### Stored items

□ □ □ □

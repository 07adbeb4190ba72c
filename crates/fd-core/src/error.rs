// Copyright 2025 Schelling Point Labs Inc
// SPDX-License-Identifier: AGPL-3.0-only

//! Error taxonomy shared by the engine and its collaborators.

use thiserror::Error;

/// Source violates the directive rules for its side of the boundary.
#[derive(Debug, Clone, PartialEq, Eq, Error)]
#[error("{message}")]
pub struct DirectiveError {
    pub message: String,
}

impl DirectiveError {
    pub fn new(message: impl Into<String>) -> Self {
        Self {
            message: message.into(),
        }
    }
}

/// Failure reported by the compiler collaborator.
#[derive(Debug, Clone, PartialEq, Eq, Error)]
pub enum CompileError {
    #[error(transparent)]
    Directive(#[from] DirectiveError),
    #[error("{message} (line {line})")]
    Syntax { message: String, line: usize },
}

/// A rejected sandbox RPC (deploy, render or action).
#[derive(Debug, Clone, PartialEq, Eq, Error)]
#[error("{message}")]
pub struct SandboxError {
    pub message: String,
    pub stack: Option<String>,
}

impl SandboxError {
    pub fn new(message: impl Into<String>) -> Self {
        Self {
            message: message.into(),
            stack: None,
        }
    }

    pub fn with_stack(mut self, stack: impl Into<String>) -> Self {
        self.stack = Some(stack.into());
        self
    }
}

/// A raw byte stream that terminated abnormally.
#[derive(Debug, Clone, PartialEq, Eq, Error)]
#[error("{message}")]
pub struct StreamError {
    pub message: String,
}

impl StreamError {
    pub fn new(message: impl Into<String>) -> Self {
        Self {
            message: message.into(),
        }
    }
}

impl From<SandboxError> for StreamError {
    fn from(err: SandboxError) -> Self {
        Self {
            message: err.message,
        }
    }
}

/// Rejection of a decoded-result handle.
#[derive(Debug, Clone, PartialEq, Eq, Error)]
pub enum DecodeError {
    #[error("{0}")]
    Stream(StreamError),
    #[error("Connection closed.")]
    ConnectionClosed,
    #[error("{0}")]
    Server(String),
    #[error("malformed row {row:?}: {reason}")]
    MalformedRow { row: String, reason: String },
    #[error("{0}")]
    Action(String),
}

impl From<StreamError> for DecodeError {
    fn from(err: StreamError) -> Self {
        Self::Stream(err)
    }
}

#[derive(Debug, Clone, PartialEq, Eq, Error)]
pub enum TimelineError {
    #[error("timeline already has a render entry")]
    RenderAlreadySet,
}

/// Reasons a session ends up in the error state.
#[derive(Debug, Clone, Error)]
pub enum SessionError {
    #[error(transparent)]
    Compile(#[from] CompileError),
    #[error(transparent)]
    Sandbox(#[from] SandboxError),
    #[error("Session creation cancelled")]
    Cancelled,
    /// An action was requested on a session that failed to build.
    #[error("Session is not ready: {0}")]
    NotReady(String),
}

impl From<DirectiveError> for SessionError {
    fn from(err: DirectiveError) -> Self {
        Self::Compile(CompileError::Directive(err))
    }
}
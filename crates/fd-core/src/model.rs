// Copyright 2025 Schelling Point Labs Inc
// SPDX-License-Identifier: AGPL-3.0-only

//! Decoded UI description: a live, row-addressed value graph.

use std::collections::HashMap;
use std::fmt;
use std::sync::{Arc, RwLock, RwLockReadGuard};

use serde_json::Value;

use crate::decoder::{CallServer, DecodeOptions, DecodeResult};
use crate::error::DecodeError;
use crate::registry::ClientModuleRegistry;

/// One decoded protocol value.
///
/// References (`Reference`, `Lazy`, `Promise`, `ServerReference`) point at
/// other rows by id and are resolved at read time, so a model keeps
/// improving as more rows arrive.
#[derive(Debug, Clone, PartialEq)]
pub enum FlightValue {
    Null,
    Undefined,
    Bool(bool),
    Number(f64),
    BigInt(String),
    String(String),
    Symbol(String),
    Date(String),
    Array(Vec<FlightValue>),
    Object(Vec<(String, FlightValue)>),
    Reference(u32),
    Lazy(u32),
    Promise(u32),
    ServerReference(u32),
    Element(Box<FlightElement>),
}

impl FlightValue {
    pub fn as_str(&self) -> Option<&str> {
        match self {
            FlightValue::String(s) => Some(s),
            _ => None,
        }
    }

    /// Field lookup on an object value.
    pub fn get(&self, key: &str) -> Option<&FlightValue> {
        match self {
            FlightValue::Object(entries) => entries.iter().find(|(k, _)| k == key).map(|(_, v)| v),
            _ => None,
        }
    }

    /// Lower to plain JSON, re-encoding special values with their wire markers.
    pub fn to_json(&self) -> Value {
        match self {
            FlightValue::Null => Value::Null,
            FlightValue::Undefined => Value::String("$undefined".into()),
            FlightValue::Bool(b) => Value::Bool(*b),
            FlightValue::Number(n) if n.is_nan() => Value::String("$NaN".into()),
            FlightValue::Number(n) if n.is_infinite() && *n > 0.0 => {
                Value::String("$Infinity".into())
            }
            FlightValue::Number(n) if n.is_infinite() => Value::String("$-Infinity".into()),
            FlightValue::Number(n) if *n == 0.0 && n.is_sign_negative() => {
                Value::String("$-0".into())
            }
            FlightValue::Number(n) if n.fract() == 0.0 && n.abs() < 9.0e15 => {
                Value::from(*n as i64)
            }
            FlightValue::Number(n) => serde_json::Number::from_f64(*n)
                .map(Value::Number)
                .unwrap_or(Value::Null),
            FlightValue::BigInt(digits) => Value::String(format!("$n{}", digits)),
            FlightValue::String(s) if s.starts_with('$') => Value::String(format!("${}", s)),
            FlightValue::String(s) => Value::String(s.clone()),
            FlightValue::Symbol(name) => Value::String(format!("$S{}", name)),
            FlightValue::Date(iso) => Value::String(format!("$D{}", iso)),
            FlightValue::Array(items) => Value::Array(items.iter().map(|v| v.to_json()).collect()),
            FlightValue::Object(entries) => Value::Object(
                entries
                    .iter()
                    .map(|(k, v)| (k.clone(), v.to_json()))
                    .collect(),
            ),
            FlightValue::Reference(id) => Value::String(format!("${:x}", id)),
            FlightValue::Lazy(id) => Value::String(format!("$L{:x}", id)),
            FlightValue::Promise(id) => Value::String(format!("$@{:x}", id)),
            FlightValue::ServerReference(id) => Value::String(format!("$h{:x}", id)),
            FlightValue::Element(el) => Value::Array(vec![
                Value::String("$".into()),
                el.element_type.to_json(),
                el.key.clone().map(Value::String).unwrap_or(Value::Null),
                Value::Object(
                    el.props
                        .iter()
                        .map(|(k, v)| (k.clone(), v.to_json()))
                        .collect(),
                ),
            ]),
        }
    }
}

#[derive(Debug, Clone, PartialEq)]
pub struct FlightElement {
    pub element_type: FlightValue,
    pub key: Option<String>,
    pub props: Vec<(String, FlightValue)>,
}

impl FlightElement {
    pub fn prop(&self, name: &str) -> Option<&FlightValue> {
        self.props.iter().find(|(k, _)| k == name).map(|(_, v)| v)
    }
}

/// Import metadata of a client component.
#[derive(Debug, Clone, PartialEq, Eq)]
pub struct ClientReferenceMeta {
    pub module_id: String,
    pub chunks: Vec<String>,
    pub name: String,
}

/// Content of one protocol row.
#[derive(Debug, Clone, PartialEq)]
pub enum Row {
    Model(FlightValue),
    ClientReference(ClientReferenceMeta),
    Error(String),
    Text(String),
}

/// A server action reachable from the decoded UI.
#[derive(Debug, Clone, PartialEq)]
pub struct ServerReference {
    pub id: String,
    pub bound: Vec<Value>,
}

impl ServerReference {
    /// Display name of the action (the export name part of the id).
    pub fn name(&self) -> &str {
        self.id.rsplit('#').next().unwrap_or(&self.id)
    }
}

#[derive(Debug, Default)]
pub(crate) struct ModelRows {
    pub(crate) rows: HashMap<u32, Row>,
    pub(crate) hints: Vec<String>,
    pub(crate) failure: Option<DecodeError>,
    pub(crate) closed: bool,
}

struct ModelInner {
    rows: RwLock<ModelRows>,
    call_server: Option<CallServer>,
    modules: Option<ClientModuleRegistry>,
}

/// Live handle on a decoded stream. Clones share the same rows.
#[derive(Clone)]
pub struct FlightModel {
    inner: Arc<ModelInner>,
}

impl fmt::Debug for FlightModel {
    fn fmt(&self, f: &mut fmt::Formatter<'_>) -> fmt::Result {
        let rows = self.read_rows();
        f.debug_struct("FlightModel")
            .field("rows", &rows.rows.len())
            .field("closed", &rows.closed)
            .field("failure", &rows.failure)
            .finish()
    }
}

impl FlightModel {
    pub(crate) fn new(options: DecodeOptions) -> Self {
        Self {
            inner: Arc::new(ModelInner {
                rows: RwLock::new(ModelRows::default()),
                call_server: options.call_server,
                modules: options.modules,
            }),
        }
    }

    pub(crate) fn read_rows(&self) -> RwLockReadGuard<'_, ModelRows> {
        self.inner.rows.read().unwrap_or_else(|e| e.into_inner())
    }

    fn write_rows<R>(&self, f: impl FnOnce(&mut ModelRows) -> R) -> R {
        let mut rows = self.inner.rows.write().unwrap_or_else(|e| e.into_inner());
        f(&mut rows)
    }

    pub(crate) fn insert(&self, id: u32, row: Row) {
        self.write_rows(|rows| {
            rows.rows.insert(id, row);
        });
    }

    pub(crate) fn push_hint(&self, hint: String) {
        self.write_rows(|rows| rows.hints.push(hint));
    }

    pub(crate) fn fail(&self, err: DecodeError) {
        self.write_rows(|rows| {
            rows.failure.get_or_insert(err);
        });
    }

    pub(crate) fn close(&self) {
        self.write_rows(|rows| rows.closed = true);
    }

    /// The root value (row 0), if it has arrived.
    pub fn root(&self) -> Option<Row> {
        self.row(0)
    }

    pub fn row(&self, id: u32) -> Option<Row> {
        self.read_rows().rows.get(&id).cloned()
    }

    pub fn row_count(&self) -> usize {
        self.read_rows().rows.len()
    }

    /// Hint, debug and console rows, in arrival order.
    pub fn hints(&self) -> Vec<String> {
        self.read_rows().hints.clone()
    }

    /// The stream has ended, normally or not.
    pub fn is_complete(&self) -> bool {
        let rows = self.read_rows();
        rows.closed || rows.failure.is_some()
    }

    pub fn failure(&self) -> Option<DecodeError> {
        self.read_rows().failure.clone()
    }

    pub fn modules(&self) -> Option<&ClientModuleRegistry> {
        self.inner.modules.as_ref()
    }

    /// Resolve the server reference stored at `row`.
    pub fn server_reference(&self, row: u32) -> Option<ServerReference> {
        match self.row(row)? {
            Row::Model(value) => server_reference_from(&value),
            _ => None,
        }
    }

    /// All server references currently present, ordered by row id.
    pub fn server_references(&self) -> Vec<(u32, ServerReference)> {
        let rows = self.read_rows();
        // Server references live in the rows that `$h` markers point at.
        let mut targets = Vec::new();
        for row in rows.rows.values() {
            if let Row::Model(v) = row {
                collect_server_targets(v, &mut targets);
            }
        }
        targets.sort_unstable();
        targets.dedup();
        let mut found = Vec::new();
        for id in targets {
            if let Some(Row::Model(v)) = rows.rows.get(&id) {
                if let Some(reference) = server_reference_from(v) {
                    found.push((id, reference));
                }
            }
        }
        found
    }

    /// Invoke the server reference at `row` through the decode-time callback.
    pub async fn call_server_reference(&self, row: u32, args: Vec<Value>) -> DecodeResult {
        let reference = self
            .server_reference(row)
            .ok_or_else(|| DecodeError::Action(format!("row {} is not a server reference", row)))?;
        let call_server = self
            .inner
            .call_server
            .clone()
            .ok_or_else(|| DecodeError::Action("no server callback configured".into()))?;
        let mut all_args = reference.bound;
        all_args.extend(args);
        call_server(reference.id, all_args).await
    }
}

fn collect_server_targets(value: &FlightValue, out: &mut Vec<u32>) {
    match value {
        FlightValue::ServerReference(id) => out.push(*id),
        FlightValue::Array(items) => items.iter().for_each(|v| collect_server_targets(v, out)),
        FlightValue::Object(entries) => entries
            .iter()
            .for_each(|(_, v)| collect_server_targets(v, out)),
        FlightValue::Element(el) => {
            collect_server_targets(&el.element_type, out);
            el.props
                .iter()
                .for_each(|(_, v)| collect_server_targets(v, out));
        }
        _ => {}
    }
}

fn server_reference_from(value: &FlightValue) -> Option<ServerReference> {
    let id = value.get("id")?.as_str()?.to_string();
    let bound = match value.get("bound") {
        Some(FlightValue::Array(items)) => items.iter().map(|v| v.to_json()).collect(),
        _ => Vec::new(),
    };
    Some(ServerReference { id, bound })
}
// Copyright 2025 Schelling Point Labs Inc
// SPDX-License-Identifier: AGPL-3.0-only

//! Step, skip and reset controls over the current session.

use std::sync::Arc;

use async_trait::async_trait;
use tokio_util::sync::CancellationToken;
use tracing::{debug, info};

use crate::compiler::Compiler;
use crate::config::PlaybackConfig;
use crate::decoder::FlightDecoder;
use crate::sandbox::Sandbox;
use crate::session::{SessionParts, WorkspaceSession};

/// Produces fresh sessions for the same sources.
#[async_trait]
pub trait SessionFactory: Send + Sync {
    async fn create(&self, cancel: CancellationToken) -> Arc<WorkspaceSession>;
}

/// Builds each session from fixed sources with a brand-new sandbox.
pub struct SourceSessionFactory {
    pub server_source: String,
    pub client_source: String,
    pub compiler: Arc<dyn Compiler>,
    pub decoder: Arc<dyn FlightDecoder>,
    pub sandbox: Box<dyn Fn() -> Arc<dyn Sandbox> + Send + Sync>,
}

#[async_trait]
impl SessionFactory for SourceSessionFactory {
    async fn create(&self, cancel: CancellationToken) -> Arc<WorkspaceSession> {
        let parts = SessionParts {
            compiler: self.compiler.clone(),
            sandbox: (self.sandbox)(),
            decoder: self.decoder.clone(),
        };
        WorkspaceSession::create(&self.server_source, &self.client_source, parts, cancel).await
    }
}

/// Thin controls; all state lives in the session's timeline.
pub struct Playback {
    factory: Arc<dyn SessionFactory>,
    session: Arc<WorkspaceSession>,
    config: PlaybackConfig,
}

impl Playback {
    pub async fn start(factory: Arc<dyn SessionFactory>, config: PlaybackConfig) -> Self {
        let session = factory.create(CancellationToken::new()).await;
        Self {
            factory,
            session,
            config,
        }
    }

    pub fn session(&self) -> &Arc<WorkspaceSession> {
        &self.session
    }

    pub fn config(&self) -> &PlaybackConfig {
        &self.config
    }

    /// Reveal one row.
    pub fn step(&self) -> bool {
        self.session.timeline().step_forward()
    }

    /// Reveal the rest of the current entry.
    pub fn skip(&self) -> usize {
        self.session.timeline().skip_to_entry_end()
    }

    /// Replace the session with a fresh one; the old one (and its sandbox)
    /// is released.
    pub async fn reset(&mut self) {
        let fresh = self.factory.create(CancellationToken::new()).await;
        info!(old = self.session.id(), new = fresh.id(), "playback reset");
        self.session = fresh;
    }

    /// Step on the configured interval until everything is revealed and no
    /// entry is still streaming, or until `cancel` fires. Returns the number
    /// of rows revealed.
    pub async fn play(&self, cancel: &CancellationToken) -> usize {
        let timeline = self.session.timeline().clone();
        let mut changes = timeline.changes();
        let mut revealed = 0;
        loop {
            if cancel.is_cancelled() {
                break;
            }
            if timeline.step_forward() {
                revealed += 1;
                tokio::select! {
                    _ = cancel.cancelled() => break,
                    _ = tokio::time::sleep(self.config.step_interval()) => {}
                }
                continue;
            }
            let snapshot = timeline.snapshot();
            if snapshot.is_at_end && !snapshot.is_streaming {
                break;
            }
            tokio::select! {
                _ = cancel.cancelled() => break,
                changed = changes.changed() => if changed.is_err() { break },
            }
        }
        debug!(revealed, "playback stopped");
        revealed
    }
}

□ □ □ □

### INSTRUCTIONS TO FOLLOW
Find the line with "self.session.timeline().step_forward()" in the entries above. Retype it and each line after it, exactly, through the line with "let fresh = self.factory.create(CancellationToken::new()).await;", and stop there.

### RESPONSE BOX
        self.session.timeline().step_forward()
    }

    /// Reveal the rest of the current entry.
    pub fn skip(&self) -> usize {
        self.session.timeline().skip_to_entry_end()
    }

    /// Replace the session with a fresh one; the old one (and its sandbox)
    /// is released.
    pub async fn reset(&mut self) {
        let fresh = self.factory.create(CancellationToken::new()).await;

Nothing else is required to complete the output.